Dataset records

// 集成测试公共工具

#![allow(dead_code)]

use chrono::{Duration, TimeZone, Utc};
use qaindicator::{Quote, TimeValue, Timestamp};
use rand::rngs::StdRng;
use rand::{Rng, SeedableRng};

/// 第 i 个时间键 (间隔 1 分钟)
pub fn ts(i: usize) -> Timestamp {
    Utc.timestamp_opt(1_700_000_000, 0).unwrap() + Duration::minutes(i as i64)
}

pub fn values(raw: &[f64]) -> Vec<TimeValue> {
    raw.iter()
        .enumerate()
        .map(|(i, v)| TimeValue::new(ts(i), *v))
        .collect()
}

pub fn random_quote(rng: &mut StdRng, i: usize, base: f64) -> Quote {
    let open = base + rng.gen_range(-2.0..2.0);
    let close = base + rng.gen_range(-2.0..2.0);
    let high = open.max(close) + rng.gen_range(0.0..1.0);
    let low = open.min(close) - rng.gen_range(0.0..1.0);
    Quote::new(ts(i), open, high, low, close, rng.gen_range(1_000.0..5_000.0))
}

/// 随机游走行情
pub fn random_quotes(count: usize, seed: u64) -> Vec<Quote> {
    let mut rng = StdRng::seed_from_u64(seed);
    let mut base = 100.0;
    (0..count)
        .map(|i| {
            base += rng.gen_range(-1.5..1.5);
            random_quote(&mut rng, i, base)
        })
        .collect()
}

pub fn random_values(count: usize, seed: u64) -> Vec<TimeValue> {
    random_quotes(count, seed)
        .into_iter()
        .map(|q| TimeValue::new(q.timestamp, q.close))
        .collect()
}

pub fn init_logger() {
    let _ = env_logger::builder().is_test(true).try_init();
}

What needs to be done
Please set down the entire listing once more, exactly as it stands.

Result below
// 集成测试公共工具

#![allow(dead_code)]

use chrono::{Duration, TimeZone, Utc};
use qaindicator::{Quote, TimeValue, Timestamp};
use rand::rngs::StdRng;
use rand::{Rng, SeedableRng};

/// 第 i 个时间键 (间隔 1 分钟)
pub fn ts(i: usize) -> Timestamp {
    Utc.timestamp_opt(1_700_000_000, 0).unwrap() + Duration::minutes(i as i64)
}

pub fn values(raw: &[f64]) -> Vec<TimeValue> {
    raw.iter()
        .enumerate()
        .map(|(i, v)| TimeValue::new(ts(i), *v))
        .collect()
}

pub fn random_quote(rng: &mut StdRng, i: usize, base: f64) -> Quote {
    let open = base + rng.gen_range(-2.0..2.0);
    let close = base + rng.gen_range(-2.0..2.0);
    let high = open.max(close) + rng.gen_range(0.0..1.0);
    let low = open.min(close) - rng.gen_range(0.0..1.0);
    Quote::new(ts(i), open, high, low, close, rng.gen_range(1_000.0..5_000.0))
}

/// 随机游走行情
pub fn random_quotes(count: usize, seed: u64) -> Vec<Quote> {
    let mut rng = StdRng::seed_from_u64(seed);
    let mut base = 100.0;
    (0..count)
        .map(|i| {
            base += rng.gen_range(-1.5..1.5);
            random_quote(&mut rng, i, base)
        })
        .collect()
}

pub fn random_values(count: usize, seed: u64) -> Vec<TimeValue> {
    random_quotes(count, seed)
        .into_iter()
        .map(|q| TimeValue::new(q.timestamp, q.close))
        .collect()
}

pub fn init_logger() {
    let _ = env_logger::builder().is_test(true).try_init();
}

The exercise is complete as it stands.